*** Opening Supplied data ***

//! Compilation of a resolved [`SourceSet`] and selection of the contract to analyse.

use std::collections::BTreeMap;

use foundry_compilers::artifacts::contract::Contract as FoundryContract;
use foundry_compilers::artifacts::CompilerOutput;
use serde_json::Value;

use crate::ast::{contract_definitions, ContractKind};
use crate::internal::errors::{Error, Result};
use crate::internal::solc::CompilerSnapshot;
use crate::sources::SourceSet;

pub use output::{CompiledArtifact, Diagnostic, SeverityLevel, SourceLocation};

mod input;
pub mod output;

/// Drives one compiler snapshot over a source set. Holds no state beyond the borrowed snapshot.
pub struct CompilationDriver<'a, S: CompilerSnapshot + ?Sized> {
  snapshot: &'a S,
}

impl<'a, S: CompilerSnapshot + ?Sized> CompilationDriver<'a, S> {
  pub fn new(snapshot: &'a S) -> Self {
    Self { snapshot }
  }

  /// Compile every unit of `sources` and pick the contract named by `hint`, or the default
  /// contract of the entry file when no hint is given.
  ///
  /// Default policy: the last deployable contract (not an interface, library, or abstract
  /// contract) in the entry file's source order; failing that the last library; failing that,
  /// when the compiler emitted no AST, the last contract of the entry file in output order.
  pub fn compile(&self, sources: &SourceSet, hint: Option<&str>) -> Result<CompiledArtifact> {
    let version = self.snapshot.version();
    let input = input::build_input(sources, version)?;
    tracing::info!(%version, sources = sources.len(), "compiling");

    let output = self.snapshot.compile(&input)?;
    check_diagnostics(&output)?;

    let entry = sources.entry();
    let source_asts = output::source_asts(&output);
    let (file, name) = match hint {
      Some(name) => find_named(&output, entry, name)?,
      None => (
        entry.to_string(),
        default_contract(&output, entry, source_asts.get(entry))?,
      ),
    };
    tracing::debug!(contract = %name, file = %file, "selected contract");

    let contract = contracts_in(&output, &file)
      .and_then(|contracts| contracts.get(&name))
      .ok_or_else(|| Error::ContractNotFound {
        name: name.clone(),
        available: available_contracts(&output),
      })?;
    let code = output::contract_code(contract);

    Ok(CompiledArtifact {
      contract_name: name,
      source_path: file,
      bytecode: code.bytecode,
      source_map: code.source_map,
      deployed_bytecode: code.deployed_bytecode,
      deployed_source_map: code.deployed_source_map,
      ast: source_asts.get(entry).cloned().unwrap_or(Value::Null),
      source_list: output::source_list(&output),
      source_asts,
      compiler_version: version.to_string(),
    })
  }
}

fn check_diagnostics(output: &CompilerOutput) -> Result<()> {
  let mut errors = Vec::new();
  for diagnostic in output::diagnostics(output) {
    match diagnostic.severity {
      SeverityLevel::Error => errors.push(diagnostic.render()),
      SeverityLevel::Warning => tracing::warn!("{}", diagnostic.render()),
      SeverityLevel::Info => tracing::debug!("{}", diagnostic.render()),
    }
  }

  if errors.is_empty() {
    Ok(())
  } else {
    Err(Error::Compilation {
      diagnostics: errors.join("\n"),
    })
  }
}

fn contracts_in<'o>(
  output: &'o CompilerOutput,
  file: &str,
) -> Option<&'o BTreeMap<String, FoundryContract>> {
  output
    .contracts
    .iter()
    .find(|(path, _)| path.to_string_lossy() == file)
    .map(|(_, contracts)| contracts)
}

fn available_contracts(output: &CompilerOutput) -> Vec<String> {
  let mut names: Vec<String> = output
    .contracts
    .values()
    .flat_map(|contracts| contracts.keys().cloned())
    .collect();
  names.sort();
  names.dedup();
  names
}

fn find_named(output: &CompilerOutput, entry: &str, name: &str) -> Result<(String, String)> {
  if contracts_in(output, entry).is_some_and(|contracts| contracts.contains_key(name)) {
    return Ok((entry.to_string(), name.to_string()));
  }

  output
    .contracts
    .iter()
    .find(|(_, contracts)| contracts.contains_key(name))
    .map(|(path, _)| (path.to_string_lossy().to_string(), name.to_string()))
    .ok_or_else(|| Error::ContractNotFound {
      name: name.to_string(),
      available: available_contracts(output),
    })
}

fn default_contract(output: &CompilerOutput, entry: &str, ast: Option<&Value>) -> Result<String> {
  let no_deployable = || Error::NoDeployableContract {
    file: entry.to_string(),
  };
  let compiled = contracts_in(output, entry).ok_or_else(no_deployable)?;

  if let Some(ast) = ast {
    let definitions: Vec<_> = contract_definitions(ast)
      .into_iter()
      .filter(|definition| compiled.contains_key(&definition.name))
      .collect();

    if let Some(found) = definitions.iter().rev().find(|d| d.is_deployable()) {
      return Ok(found.name.clone());
    }
    return definitions
      .iter()
      .rev()
      .find(|d| d.kind == ContractKind::Library)
      .map(|found| found.name.clone())
      .ok_or_else(no_deployable);
  }

  compiled.keys().next_back().cloned().ok_or_else(no_deployable)
}

#[cfg(test)]
mod tests {
  use std::cell::Cell;

  use foundry_compilers::artifacts::SolcInput;
  use semver::Version;

  use super::*;
  use crate::sources::resolve;
  use crate::sources::tests::MemoryProvider;

  /// Snapshot returning canned standard-JSON output.
  struct FakeSnapshot {
    version: Version,
    output: String,
    calls: Cell<usize>,
  }

  impl FakeSnapshot {
    fn new(output: &str) -> Self {
      Self {
        version: Version::new(0, 8, 24),
        output: output.to_string(),
        calls: Cell::new(0),
      }
    }
  }

  impl CompilerSnapshot for FakeSnapshot {
    fn version(&self) -> &Version {
      &self.version
    }

    fn compile(&self, input: &SolcInput) -> Result<CompilerOutput> {
      self.calls.set(self.calls.get() + 1);
      assert!(!input.sources.is_empty());
      Ok(serde_json::from_str(&self.output).expect("canned output"))
    }
  }

  fn sources() -> SourceSet {
    let provider = MemoryProvider::new(&[
      ("Token.sol", r#"pragma solidity ^0.8.0; import "./Base.sol"; contract Token is Base {}"#),
      ("Base.sol", "pragma solidity ^0.8.0; abstract contract Base {}"),
    ]);
    resolve("Token.sol", &provider).expect("sources")
  }

  fn contract(object: &str, map: &str) -> String {
    format!(
      r#"{{
        "abi": [],
        "evm": {{
          "bytecode": {{ "object": "{object}", "sourceMap": "{map}" }},
          "deployedBytecode": {{ "object": "{object}", "sourceMap": "{map}", "immutableReferences": {{}} }}
        }}
      }}"#
    )
  }

  fn definition(name: &str, kind: &str, is_abstract: bool, src: &str) -> String {
    format!(
      r#"{{ "id": 1, "nodeType": "ContractDefinition", "src": "{src}", "nodes": [],
           "name": "{name}", "contractKind": "{kind}", "abstract": {is_abstract} }}"#
    )
  }

  fn source(path: &str, id: u32, nodes: &[String]) -> String {
    format!(
      r#"{{ "id": {id}, "ast": {{
          "absolutePath": "{path}", "id": {id}, "exportedSymbols": {{}},
          "nodeType": "SourceUnit", "src": "0:500:{id}", "nodes": [{}]
        }} }}"#,
      nodes.join(",")
    )
  }

  fn token_output() -> String {
    format!(
      r#"{{
        "contracts": {{
          "Base.sol": {{ "Base": {} }},
          "Token.sol": {{
            "Helper": {},
            "IToken": {},
            "MathLib": {},
            "Token": {}
          }}
        }},
        "sources": {{
          "Base.sol": {},
          "Token.sol": {}
        }}
      }}"#,
      contract("", ""),
      contract("6002", "1:1:1:-:0"),
      contract("", ""),
      contract("6003", "2:1:1:-:0"),
      contract("6080", "0:10:1:-:0"),
      source(
        "Base.sol",
        0,
        &[definition("Base", "contract", true, "24:26:0")]
      ),
      source(
        "Token.sol",
        1,
        &[
          definition("IToken", "interface", false, "50:20:1"),
          definition("Token", "contract", false, "80:40:1"),
          definition("MathLib", "library", false, "130:30:1"),
          definition("Helper", "contract", false, "10:30:1"),
        ]
      ),
    )
  }

  #[test]
  fn default_contract_is_last_deployable_in_source_order() {
    let snapshot = FakeSnapshot::new(&token_output());
    let artifact = CompilationDriver::new(&snapshot)
      .compile(&sources(), None)
      .expect("compile");

    assert_eq!(artifact.contract_name, "Token");
    assert_eq!(artifact.source_path, "Token.sol");
    assert_eq!(artifact.bytecode, "0x6080");
    assert_eq!(artifact.deployed_source_map, "0:10:1:-:0");
    assert_eq!(artifact.source_list, vec!["Base.sol", "Token.sol"]);
    assert_eq!(artifact.compiler_version, "0.8.24");
    assert_eq!(artifact.ast["absolutePath"], "Token.sol");
    assert_eq!(artifact.source_asts.len(), 2);
    assert_eq!(snapshot.calls.get(), 1);
  }

  #[test]
  fn hint_selects_named_contract_in_any_file() {
    let snapshot = FakeSnapshot::new(&token_output());
    let driver = CompilationDriver::new(&snapshot);

    let helper = driver.compile(&sources(), Some("Helper")).expect("helper");
    assert_eq!(helper.contract_name, "Helper");
    assert_eq!(helper.bytecode, "0x6002");

    let base = driver.compile(&sources(), Some("Base")).expect("base");
    assert_eq!(base.source_path, "Base.sol");
  }

  #[test]
  fn unknown_hint_lists_available_contracts() {
    let snapshot = FakeSnapshot::new(&token_output());
    let err = CompilationDriver::new(&snapshot)
      .compile(&sources(), Some("Vault"))
      .expect_err("missing");
    match err {
      Error::ContractNotFound { name, available } => {
        assert_eq!(name, "Vault");
        assert_eq!(available, vec!["Base", "Helper", "IToken", "MathLib", "Token"]);
      }
      other => panic!("unexpected error {other:?}"),
    }
  }

  #[test]
  fn library_is_fallback_when_nothing_deployable() {
    let output = format!(
      r#"{{
        "contracts": {{ "Token.sol": {{ "IToken": {}, "MathLib": {} }} }},
        "sources": {{ "Token.sol": {} }}
      }}"#,
      contract("", ""),
      contract("6003", "2:1:0:-:0"),
      source(
        "Token.sol",
        0,
        &[
          definition("MathLib", "library", false, "10:30:0"),
          definition("IToken", "interface", false, "50:20:0"),
        ]
      ),
    );
    let snapshot = FakeSnapshot::new(&output);
    let artifact = CompilationDriver::new(&snapshot)
      .compile(&sources(), None)
      .expect("compile");
    assert_eq!(artifact.contract_name, "MathLib");
  }

  #[test]
  fn interfaces_only_is_not_deployable() {
    let output = format!(
      r#"{{
        "contracts": {{ "Token.sol": {{ "IToken": {} }} }},
        "sources": {{ "Token.sol": {} }}
      }}"#,
      contract("", ""),
      source(
        "Token.sol",
        0,
        &[definition("IToken", "interface", false, "50:20:0")]
      ),
    );
    let snapshot = FakeSnapshot::new(&output);
    let err = CompilationDriver::new(&snapshot)
      .compile(&sources(), None)
      .expect_err("nothing deployable");
    assert!(matches!(err, Error::NoDeployableContract { ref file } if file == "Token.sol"));
  }

  #[test]
  fn missing_ast_falls_back_to_output_order() {
    let output = format!(
      r#"{{
        "contracts": {{ "Token.sol": {{ "Alpha": {}, "Beta": {} }} }},
        "sources": {{ "Token.sol": {{ "id": 0 }} }}
      }}"#,
      contract("6001", "0:1:0:-:0"),
      contract("6002", "0:1:0:-:0"),
    );
    let snapshot = FakeSnapshot::new(&output);
    let artifact = CompilationDriver::new(&snapshot)
      .compile(&sources(), None)
      .expect("compile");
    assert_eq!(artifact.contract_name, "Beta");
    assert!(artifact.ast.is_null());
  }

  #[test]
  fn error_diagnostics_fail_compilation() {
    let output = r#"{
      "contracts": {},
      "errors": [
        {
          "component": "general",
          "formattedMessage": "ParserError: Expected ';' but got '}'",
          "message": "Expected ';' but got '}'",
          "severity": "error",
          "type": "ParserError"
        },
        {
          "component": "general",
          "formattedMessage": "Warning: Unused local variable.",
          "message": "Unused local variable.",
          "severity": "warning",
          "type": "Warning"
        }
      ],
      "sources": {}
    }"#;
    let snapshot = FakeSnapshot::new(output);
    let err = CompilationDriver::new(&snapshot)
      .compile(&sources(), None)
      .expect_err("syntax error");
    match err {
      Error::Compilation { diagnostics } => {
        assert!(diagnostics.contains("Expected ';'"));
        assert!(!diagnostics.contains("Unused local variable"));
      }
      other => panic!("unexpected error {other:?}"),
    }
  }

  #[test]
  fn warnings_alone_do_not_fail() {
    let output = format!(
      r#"{{
        "contracts": {{ "Token.sol": {{ "Token": {} }} }},
        "errors": [{{
          "component": "general",
          "message": "SPDX license identifier not provided",
          "severity": "warning",
          "type": "Warning"
        }}],
        "sources": {{ "Token.sol": {{ "id": 0 }} }}
      }}"#,
      contract("6080", "0:1:0:-:0"),
    );
    let snapshot = FakeSnapshot::new(&output);
    let artifact = CompilationDriver::new(&snapshot)
      .compile(&sources(), None)
      .expect("compile");
    assert_eq!(artifact.contract_name, "Token");
  }
}
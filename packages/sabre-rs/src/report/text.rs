use std::fmt::Write;

use super::Report;

pub(super) fn render(report: &Report) -> String {
  let mut out = String::new();
  for issue in &report.issues {
    let _ = writeln!(out, "==== {} ====", issue.title);
    let _ = writeln!(out, "Severity: {}", issue.severity);
    let _ = writeln!(out, "File: {}", issue.file_path);
    let _ = writeln!(out, "Rule: {}", issue.rule_id);
    let _ = writeln!(out, "Message: {}", issue.message);
    if !issue.detail.is_empty() {
      let _ = writeln!(out, "Detail: {}", issue.detail);
    }
    let _ = writeln!(out, "Location: line {}, column {}", issue.line, issue.column);
    out.push('\n');
  }
  out.trim_end().to_string()
}

#[cfg(test)]
mod tests {
  use super::*;
  use crate::report::tests::report;

  #[test]
  fn renders_one_block_per_issue() {
    let out = render(&report());
    assert_eq!(out.matches("==== ").count(), 3);
    assert!(out.starts_with("==== SWC-101 title ====\nSeverity: High\nFile: contracts/Base.sol\n"));
    assert!(out.contains("Detail: SWC-107 detail\nLocation: line 12, column 9"));
  }
}
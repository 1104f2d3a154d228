//! Solidity compilation for analysis: version pragma resolution, compiler snapshot
//! provisioning, transitive import resolution, and contract artifact extraction.

pub mod ast;
pub mod compiler;
mod internal;
pub mod provision;
pub mod release;
pub mod sources;
pub mod version;

pub use foundry_compilers::artifacts::{CompilerOutput, SolcInput};

pub use compiler::{CompilationDriver, CompiledArtifact, Diagnostic, SeverityLevel};
pub use internal::errors::{Error, Result, Stage};
pub use internal::path::{normalize_logical, resolve_logical_import};
pub use internal::solc::{CompilerSnapshot, SolcSnapshot};
pub use provision::{
  CompilerProvisioner, FetchError, HttpFetcher, ProvisionedCompiler, ProvisionerConfig,
  SnapshotFetcher,
};
pub use release::{CompilerRelease, ReleaseEntry, ReleaseIndex};
pub use sources::{FsSourceProvider, SourceProvider, SourceSet, SourceUnit};
pub use version::Constraint;
//! Translation of service findings into source positions, with deduplication and stable ordering.

use std::collections::{BTreeMap, HashSet};
use std::fmt;

use serde::Serialize;

use crate::request::AnalysisRequest;
use crate::sourcemap::{decode, InstructionOffsets, LineIndex, SourceMapEntry};

#[derive(Debug, Clone, Copy, PartialEq, Eq, Hash, Serialize)]
#[serde(rename_all = "lowercase")]
pub enum Severity {
  High,
  Medium,
  Low,
  Unknown,
}

impl Severity {
  pub fn from_service(value: &str) -> Self {
    match value {
      "High" => Severity::High,
      "Medium" => Severity::Medium,
      "Low" => Severity::Low,
      _ => Severity::Unknown,
    }
  }

  pub fn as_str(&self) -> &'static str {
    match self {
      Severity::High => "High",
      Severity::Medium => "Medium",
      Severity::Low => "Low",
      Severity::Unknown => "Unknown",
    }
  }
}

impl fmt::Display for Severity {
  fn fmt(&self, f: &mut fmt::Formatter<'_>) -> fmt::Result {
    f.write_str(self.as_str())
  }
}

/// Opaque location pointer as returned by the service.
#[derive(Debug, Clone, PartialEq, Eq)]
pub struct LocationRef {
  /// `start:length:file`
  pub source_map: String,
  /// `text`, `solidity-file`, `evm-<fork>-bytecode`, or absent.
  pub source_format: Option<String>,
}

impl LocationRef {
  fn is_bytecode(&self) -> bool {
    self
      .source_format
      .as_deref()
      .is_some_and(|format| format.starts_with("evm-") && format.ends_with("-bytecode"))
  }

  fn parts(&self) -> Option<(usize, usize, usize)> {
    let mut fields = self.source_map.split(':');
    let start = fields.next()?.trim().parse().ok()?;
    let length = fields.next()?.trim().parse().ok()?;
    let file = fields.next()?.trim().parse().ok()?;
    Some((start, length, file))
  }
}

#[derive(Debug, Clone, PartialEq, Eq)]
pub struct RawIssue {
  pub rule_id: String,
  pub title: String,
  pub severity: Severity,
  pub location: Option<LocationRef>,
  pub message: String,
  pub detail: String,
}

#[derive(Debug, Clone, PartialEq, Eq, Serialize)]
#[serde(rename_all = "camelCase")]
pub struct CanonicalIssue {
  pub rule_id: String,
  pub title: String,
  pub severity: Severity,
  pub file_path: String,
  /// 1-based; 0 when the location could not be resolved.
  pub line: usize,
  pub column: usize,
  pub message: String,
  pub detail: String,
}

impl CanonicalIssue {
  fn key(&self) -> (&str, &str, usize, usize) {
    (&self.rule_id, &self.file_path, self.line, self.column)
  }
}

/// Resolves locations against the sources and source maps of one request.
pub struct IssueNormalizer<'a> {
  entry: &'a str,
  source_list: &'a [String],
  lines: BTreeMap<&'a str, LineIndex<'a>>,
  instructions: Vec<SourceMapEntry>,
  offsets: InstructionOffsets,
}

impl<'a> IssueNormalizer<'a> {
  pub fn new(request: &'a AnalysisRequest) -> Self {
    let artifact = &request.artifact;
    let lines = request
      .sources
      .iter()
      .map(|(path, text)| (path.as_str(), LineIndex::new(text)))
      .collect();
    let (map, code) = if artifact.deployed_source_map.is_empty() {
      (&artifact.source_map, &artifact.bytecode)
    } else {
      (&artifact.deployed_source_map, &artifact.deployed_bytecode)
    };

    Self {
      entry: &request.entry,
      source_list: &request.source_list,
      lines,
      instructions: decode(map),
      offsets: InstructionOffsets::new(code),
    }
  }

  /// Canonical issues, deduplicated and ordered by position then rule.
  pub fn normalize(&self, raw: Vec<RawIssue>) -> Vec<CanonicalIssue> {
    let resolved = raw.into_iter().map(|issue| self.resolve(issue)).collect();
    dedup_and_sort(resolved)
  }

  fn resolve(&self, issue: RawIssue) -> CanonicalIssue {
    let position = issue
      .location
      .as_ref()
      .and_then(|location| self.position(location));
    let (file_path, line, column) = match position {
      Some(position) => position,
      None => {
        tracing::debug!(rule = %issue.rule_id, location = ?issue.location, "unresolved issue location");
        (self.entry.to_string(), 0, 0)
      }
    };

    CanonicalIssue {
      rule_id: issue.rule_id,
      title: issue.title,
      severity: issue.severity,
      file_path,
      line,
      column,
      message: issue.message,
      detail: issue.detail,
    }
  }

  fn position(&self, location: &LocationRef) -> Option<(String, usize, usize)> {
    let (start, _length, file) = location.parts()?;
    let (offset, file) = if location.is_bytecode() {
      let entry = self.instructions.get(self.offsets.instruction_at(start)?)?;
      (entry.start, usize::try_from(entry.file).ok()?)
    } else {
      (start, file)
    };

    let path = self.source_list.get(file)?;
    let (line, column) = self.lines.get(path.as_str())?.line_column(offset)?;
    Some((path.clone(), line, column))
  }
}

/// Drops repeats of `(rule_id, file_path, line, column)` keeping the first seen, then stable-sorts
/// by `(file_path, line, column, rule_id)`. Idempotent.
pub fn dedup_and_sort(issues: Vec<CanonicalIssue>) -> Vec<CanonicalIssue> {
  let mut seen = HashSet::new();
  let mut unique: Vec<CanonicalIssue> = issues
    .into_iter()
    .filter(|issue| {
      seen.insert((
        issue.rule_id.clone(),
        issue.file_path.clone(),
        issue.line,
        issue.column,
      ))
    })
    .collect();

  unique.sort_by(|a, b| {
    let (a_rule, a_file, a_line, a_column) = a.key();
    let (b_rule, b_file, b_line, b_column) = b.key();
    (a_file, a_line, a_column, a_rule).cmp(&(b_file, b_line, b_column, b_rule))
  });
  unique
}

*** Closing Supplied data ***

**What you will do:**
Find every line in the records that has the word "SolcInput". Copy those lines.

**Written response:**
  use foundry_compilers::artifacts::SolcInput;
    fn compile(&self, input: &SolcInput) -> Result<CompilerOutput> {
pub use foundry_compilers::artifacts::{CompilerOutput, SolcInput};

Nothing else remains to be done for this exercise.